Already, Hogan’s order last weekend mandating that all nursing home workers wear personal protective equipment is stretching stores of masks and gowns that were already in short supply, and stressing the resourcefulness and creativity of nursing home administrators to meet those needs and keep people safe, they said.
Employees at Forest Haven Nursing and Rehabilitation Center in Catonsville said managers recently gave geriatric nursing assistants two items each: a plastic rain poncho and a nylon hair bonnet. In reply, workers who recently voted to unionize with the 1199 SEIU health care workers union delivered a petition demanding better supplies.
“It’s unacceptable to hand a nursing home worker a rain poncho and call it PPE," or personal protective equipment, said Donta Marshall, 1199 SEIU vice president of long-term care in Maryland and the District of Columbia.
Forest Haven administrators did not respond to a request for comment.
Donna Johnson, a cook at Forest Haven, said she is staying in the facility’s kitchen as much as possible over concerns her employer isn’t doing enough to disinfect other areas of the nursing home. Her manager gave her a mask to wear, but she worries that doorknobs, elevator buttons and common spaces aren’t being disinfected.

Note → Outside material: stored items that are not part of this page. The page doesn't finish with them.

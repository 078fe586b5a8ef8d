//! Typed CRUD through the `Database` facade.

use std::sync::Arc;

use oxide_shape::prelude::*;
use oxide_shape::{JsonFileStore, MemoryStore, SqliteDriver, Transport};

#[derive(Debug, Clone, PartialEq, Record)]
#[record(name = "account")]
pub struct Account {
    #[sql("NAME=ID,PRIMARY_KEY,AUTO_INCREMENT")]
    pub id: i64,
    #[sql("NAME=Login,NOT_NULL,UNIQUE")]
    pub login: String,
    #[sql("NAME=Age|CHECK=Age >= 0")]
    pub age: i32,
    #[sql("NAME=Nickname")]
    pub nickname: Option<String>,
    pub session: Vec<u8>,
}

#[derive(Debug, Clone, PartialEq, Record)]
#[record(name = "setting")]
pub struct Setting {
    #[sql("NAME=Key,PRIMARY_KEY")]
    pub key: String,
    #[sql("NAME=Value")]
    pub value: String,
}

#[derive(Debug, Clone, PartialEq, Record)]
#[record(name = "ticket")]
pub struct Ticket {
    #[sql("NAME=ID,PRIMARY_KEY,AUTO_INCREMENT")]
    pub id: i64,
}

fn account(login: &str, age: i32) -> Account {
    Account {
        id: 0,
        login: login.to_string(),
        age,
        nickname: None,
        session: vec![1, 2, 3],
    }
}

fn memory_database() -> Database {
    let config = ShapeConfig {
        url: String::from("sqlite::memory:"),
        ..ShapeConfig::default()
    };
    let db = Database::open(&config).unwrap();
    db.register::<Account>().unwrap();
    db.register::<Setting>().unwrap();
    db
}

// =============================================================================
// Test: Insert and select
// =============================================================================

#[test]
fn test_insert_returns_id() {
    let db = memory_database();
    assert_eq!(db.insert(&account("ada", 36)).unwrap(), 1);
    assert_eq!(db.insert(&account("grace", 85)).unwrap(), 2);
    assert_eq!(db.count::<Account>().unwrap(), 2);
    assert_eq!(db.last_id::<Account>().unwrap(), 2);
}

#[test]
fn test_select_decodes_rows() {
    let db = memory_database();
    let id = db.insert(&account("ada", 36)).unwrap();

    let ada: Account = db.select_by_id(id).unwrap();
    assert_eq!(
        ada,
        Account {
            id,
            session: vec![],
            ..account("ada", 36)
        }
    );
    assert_eq!(ada.nickname, None);
}

#[test]
fn test_query_with_filters() {
    let db = memory_database();
    db.insert_all(&[account("ada", 36), account("grace", 85), account("alan", 41)])
        .unwrap();

    let older: Vec<Account> = db
        .query(|select| {
            select
                .filter_raw("Age > ?", [SqlValue::Int(40)])
                .order_by("Login", Order::Asc)
        })
        .unwrap();
    let logins: Vec<&str> = older.iter().map(|a| a.login.as_str()).collect();
    assert_eq!(logins, vec!["alan", "grace"]);

    let page: Vec<Account> = db
        .query(|select| select.order_by("ID", Order::Desc).limit(1))
        .unwrap();
    assert_eq!(page[0].login, "alan");

    let ada: Vec<Account> = db.select_where("Login", "ada").unwrap();
    assert_eq!(ada.len(), 1);
}

#[test]
fn test_select_single_counts_rows() {
    let db = memory_database();
    db.insert_all(&[account("ada", 36), account("grace", 36)])
        .unwrap();

    assert!(matches!(
        db.select_single::<Account>("Login", "alan"),
        Err(DatabaseError::LessThanRequested)
    ));
    assert!(matches!(
        db.select_single::<Account>("Age", 36),
        Err(DatabaseError::MoreThanRequested)
    ));
    assert_eq!(
        db.select_single::<Account>("Login", "grace").unwrap().id,
        2
    );
}

#[test]
fn test_empty_table() {
    let db = memory_database();
    assert_eq!(db.count::<Account>().unwrap(), 0);
    assert_eq!(db.last_id::<Account>().unwrap(), 0);
    assert!(db.select_all::<Account>().unwrap().is_empty());
    assert_eq!(db.insert_all::<Account>(&[]).unwrap(), 0);
}

#[test]
fn test_insert_key_only_rows() {
    let db = memory_database();
    db.register::<Ticket>().unwrap();

    let tickets = vec![Ticket { id: 0 }; 3];
    assert_eq!(db.insert_all(&tickets).unwrap(), 3);
    assert_eq!(db.insert(&Ticket { id: 0 }).unwrap(), 4);
    assert_eq!(db.count::<Ticket>().unwrap(), 4);
}

// =============================================================================
// Test: Update, replace and delete
// =============================================================================

#[test]
fn test_update_by_key() {
    let db = memory_database();
    let id = db.insert(&account("ada", 36)).unwrap();

    let mut ada: Account = db.select_by_id(id).unwrap();
    ada.nickname = Some(String::from("Countess"));
    db.update(&ada).unwrap();
    assert_eq!(
        db.select_by_id::<Account>(id).unwrap().nickname.as_deref(),
        Some("Countess")
    );

    let ghost = Account {
        id: 99,
        ..account("ghost", 1)
    };
    assert!(matches!(db.update(&ghost), Err(DatabaseError::NotUpdated(_))));
}

#[test]
fn test_delete_by_key() {
    let db = memory_database();
    let id = db.insert(&account("ada", 36)).unwrap();
    let ada: Account = db.select_by_id(id).unwrap();

    db.delete(&ada).unwrap();
    assert_eq!(db.count::<Account>().unwrap(), 0);
    assert!(matches!(db.delete(&ada), Err(DatabaseError::NotDeleted(_))));
}

#[test]
fn test_replace_without_auto_increment() {
    let db = memory_database();
    let setting = Setting {
        key: String::from("theme"),
        value: String::from("dark"),
    };
    db.replace(&setting).unwrap();
    db.replace(&Setting {
        value: String::from("light"),
        ..setting.clone()
    })
    .unwrap();

    let all: Vec<Setting> = db.select_all().unwrap();
    assert_eq!(all.len(), 1);
    assert_eq!(all[0].value, "light");
    assert!(matches!(
        db.select_by_id::<Setting>(1),
        Err(DatabaseError::Shape(ShapeError::MissingKey(_)))
    ));
}

#[test]
fn test_constraints_surface_as_driver_errors() {
    let db = memory_database();
    db.insert(&account("ada", 36)).unwrap();

    assert!(matches!(
        db.insert(&account("ada", 20)),
        Err(DatabaseError::Driver(_))
    ));
    assert!(matches!(
        db.insert(&account("bob", -1)),
        Err(DatabaseError::Driver(_))
    ));
}

#[test]
fn test_insert_all_is_atomic() {
    let db = memory_database();
    let err = db
        .insert_all(&[account("ada", 36), account("ada", 37)])
        .unwrap_err();
    assert!(matches!(err, DatabaseError::Driver(_)));
    assert_eq!(db.count::<Account>().unwrap(), 0);
}

// =============================================================================
// Test: Unregistered types and escape hatches
// =============================================================================

#[derive(Debug, Clone, Record)]
pub struct Unregistered {
    #[sql("NAME=ID,PRIMARY_KEY,AUTO_INCREMENT")]
    pub id: i64,
}

#[test]
fn test_unregistered_type_is_refused() {
    let db = memory_database();
    assert!(matches!(
        db.insert(&Unregistered { id: 0 }),
        Err(DatabaseError::TableNotExists(_))
    ));
}

#[test]
fn test_exec_rolls_back_on_error() {
    let db = memory_database();
    let err = db
        .exec_with_table::<Account, (), _>(|session, table| {
            session.execute(&Insert::new().table(table).value(&account("ada", 36)))?;
            Err(DatabaseError::NotInserted(table.remote_name().to_string()))
        })
        .unwrap_err();
    assert!(matches!(err, DatabaseError::NotInserted(_)));
    assert_eq!(db.count::<Account>().unwrap(), 0);

    let status = db
        .exec(|session| {
            let table = db.engine().table_for::<Account>()?;
            session.execute(&Insert::new().table(&table).value(&account("ada", 36)))?;
            session.execute(&Insert::new().table(&table).value(&account("grace", 85)))?;
            Ok(session.status())
        })
        .unwrap();
    assert_eq!(status.rows_affected, 2);
    assert_eq!(status.last_insert_id, 2);
}

#[test]
fn test_nested_calls_share_the_transaction() {
    let db = memory_database();
    let err = db
        .exec(|_| {
            db.insert(&account("ada", 36))?;
            Err::<(), _>(DatabaseError::Cancelled)
        })
        .unwrap_err();
    assert!(matches!(err, DatabaseError::Cancelled));
    assert_eq!(db.count::<Account>().unwrap(), 0);
}

// =============================================================================
// Test: Configuration and persistence
// =============================================================================

#[test]
fn test_unsupported_driver() {
    let config = ShapeConfig {
        driver: String::from("mysql"),
        ..ShapeConfig::default()
    };
    assert!(matches!(
        Database::open(&config),
        Err(DatabaseError::Config(_))
    ));
}

#[test]
fn test_close_twice() {
    let db = memory_database();
    db.close().unwrap();
    assert!(matches!(db.close(), Err(DatabaseError::AlreadyClosed)));
    assert!(matches!(
        db.count::<Account>(),
        Err(DatabaseError::AlreadyClosed)
    ));
}

#[test]
fn test_file_database_reopens_with_scheme_table() {
    let dir = tempfile::tempdir().unwrap();
    let config = ShapeConfig {
        url: format!("sqlite://{}", dir.path().join("app.db").display()),
        ..ShapeConfig::default()
    };

    let db = Database::open(&config).unwrap();
    db.register::<Account>().unwrap();
    db.insert(&account("ada", 36)).unwrap();
    db.close().unwrap();

    let db = Database::open(&config).unwrap();
    assert!(db.engine().check_exists("account"));
    assert_eq!(db.engine().table_names(), vec![String::from("account")]);
    db.register::<Account>().unwrap();
    assert_eq!(db.count::<Account>().unwrap(), 1);
}

#[test]
fn test_json_scheme_file() {
    let dir = tempfile::tempdir().unwrap();
    let scheme = dir.path().join("scheme.json");
    let config = ShapeConfig {
        url: format!("sqlite://{}", dir.path().join("app.db").display()),
        scheme_file: Some(scheme.clone()),
        ..ShapeConfig::default()
    };

    let db = Database::open(&config).unwrap();
    db.register::<Setting>().unwrap();
    db.close().unwrap();

    let store = JsonFileStore::open(&scheme).unwrap();
    let record = oxide_shape::SchemeStore::get(&store, "setting")
        .unwrap()
        .unwrap();
    assert_eq!(record.local_name, "Setting");
    assert_eq!(record.scheme_version, 1);
}

#[test]
fn test_with_transport_and_memory_store() {
    let driver = SqliteDriver::in_memory().unwrap();
    let transport = Arc::new(Transport::with_driver(Dialect::Sqlite, Box::new(driver)));
    let db = Database::with_transport(transport, Box::new(MemoryStore::new()), 3).unwrap();
    db.register::<Setting>().unwrap();
    assert_eq!(
        db.engine().remote_record("setting").unwrap().scheme_version,
        3
    );
}
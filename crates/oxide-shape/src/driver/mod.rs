//! Connection drivers.
//!
//! A [`Driver`] owns one physical connection and runs SQL text with bound
//! parameters on it. The [`Transport`](crate::transport::Transport) serializes
//! every call, so drivers never see concurrent use.

mod sqlite;

pub use sqlite::SqliteDriver;

use oxide_shape_core::{FieldValues, Record, SqlValue, TableDescriptor};

use crate::error::Result;

/// Outcome of a statement that changes rows.
#[derive(Debug, Clone, Copy, Default, PartialEq, Eq)]
pub struct ExecStatus {
    /// Rows changed by the statement.
    pub rows_affected: u64,
    /// Row id of the last inserted row.
    pub last_insert_id: i64,
}

/// One result row, columns in query order.
#[derive(Debug, Clone, Default, PartialEq)]
pub struct Row {
    columns: Vec<String>,
    values: Vec<SqlValue>,
}

impl Row {
    /// Creates a row from matching column and value lists.
    #[must_use]
    pub fn new(columns: Vec<String>, values: Vec<SqlValue>) -> Self {
        Self { columns, values }
    }

    /// Returns the column names.
    #[must_use]
    pub fn columns(&self) -> &[String] {
        &self.columns
    }

    /// Returns the values.
    #[must_use]
    pub fn values(&self) -> &[SqlValue] {
        &self.values
    }

    /// Returns the number of columns.
    #[must_use]
    pub fn len(&self) -> usize {
        self.values.len()
    }

    /// Returns whether the row has no columns.
    #[must_use]
    pub fn is_empty(&self) -> bool {
        self.values.is_empty()
    }

    /// Returns the value of a column.
    #[must_use]
    pub fn get(&self, column: &str) -> Option<&SqlValue> {
        let index = self.columns.iter().position(|c| c == column)?;
        self.values.get(index)
    }

    /// Moves the value of a column out, leaving `NULL` behind.
    pub fn take(&mut self, column: &str) -> Option<SqlValue> {
        let index = self.columns.iter().position(|c| c == column)?;
        self.values
            .get_mut(index)
            .map(|value| std::mem::replace(value, SqlValue::Null))
    }

    /// Consumes the row into its values.
    #[must_use]
    pub fn into_values(self) -> Vec<SqlValue> {
        self.values
    }

    /// Decodes the row into a record of `table`.
    ///
    /// Columns are read by remote name and handed to the record by local
    /// name. A mapped column missing from the row is a decode error.
    ///
    /// # Errors
    ///
    /// Returns an error if a column is missing or has an incompatible value.
    pub fn decode<T: Record>(mut self, table: &TableDescriptor) -> Result<T> {
        let mut fields = FieldValues::new();
        for field in table.fields() {
            if let Some(value) = self.take(&field.remote_name) {
                fields.insert(field.local_name.clone(), value);
            }
        }
        Ok(T::from_fields(&mut fields)?)
    }
}

/// A single database connection.
pub trait Driver: Send {
    /// Runs a statement that returns no rows.
    ///
    /// # Errors
    ///
    /// Returns the driver error, unchanged.
    fn execute(&mut self, sql: &str, params: &[SqlValue]) -> Result<ExecStatus>;

    /// Runs a query and collects its rows.
    ///
    /// # Errors
    ///
    /// Returns the driver error, unchanged.
    fn query(&mut self, sql: &str, params: &[SqlValue]) -> Result<Vec<Row>>;

    /// Opens a transaction on the connection.
    ///
    /// # Errors
    ///
    /// Returns the driver error, unchanged.
    fn begin(&mut self) -> Result<()>;

    /// Commits the open transaction.
    ///
    /// # Errors
    ///
    /// Returns the driver error, unchanged.
    fn commit(&mut self) -> Result<()>;

    /// Rolls back the open transaction.
    ///
    /// # Errors
    ///
    /// Returns the driver error, unchanged.
    fn rollback(&mut self) -> Result<()>;

    /// Closes the connection.
    ///
    /// # Errors
    ///
    /// Returns the driver error, unchanged.
    fn close(self: Box<Self>) -> Result<()> {
        Ok(())
    }
}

She fears being exposed to the coronavirus at work and bringing it home to her family in West Baltimore, and wishes her employer would do more to keep employees safe.
“As essential as I am to them, I’m more essential to my family,” Johnson said. “That’s what’s most important to me.”
Tinney said she has been filling in gaps in protective equipment supplies with orders from Amazon, hoping they’ll arrive on time. Community members at Open Works, a “maker space” in the city, donated plastic face shields. Neighboring Saint Agnes Hospital kicked in some gowns, and when the Catholic Charities division that oversees homeless shelters came across a stock of 75 more, that meant enough for one more shift.
McKesson Corp., a regular supplier, came through early with a delivery including more masks and gowns. And one of her own employees donated another 150 washable gowns, which can be laundered in house, Tinney said.
“We’re getting by," she said, “because everyone’s working together.”
Breaking News Alerts
LifeSpan Network, the Health Facilities Association of Maryland and Leading Age Maryland, all associations that represent senior care providers, expect to begin distributing a new stockpile of supplies to their members starting late next week. The groups put in a $200,000 order with Owings Mills company Strategic Factory when, based on surveys of facilities across the state, they learned just how stretched for supplies many nursing homes are or could be soon.
Holmberg, whose father died at Pleasant View, said he thinks all the orders Hogan has issued to increase safety protocols and reduce the spread of the virus within nursing homes are good. He thinks more equipment is obviously needed.
“But someone has to hold them accountable,” he said.
State officials have provided no framework for how they will monitor compliance with the new mandates.
Ashley Mantheiy said her young sons have struggled to come to grips with the fact that their “Paw Paw” is sick.
While she has nuanced concerns with how things played out, and what could have been done differently, she said, they just know that now, they can’t visit their grandfather.
“That’s the hardest part," she said.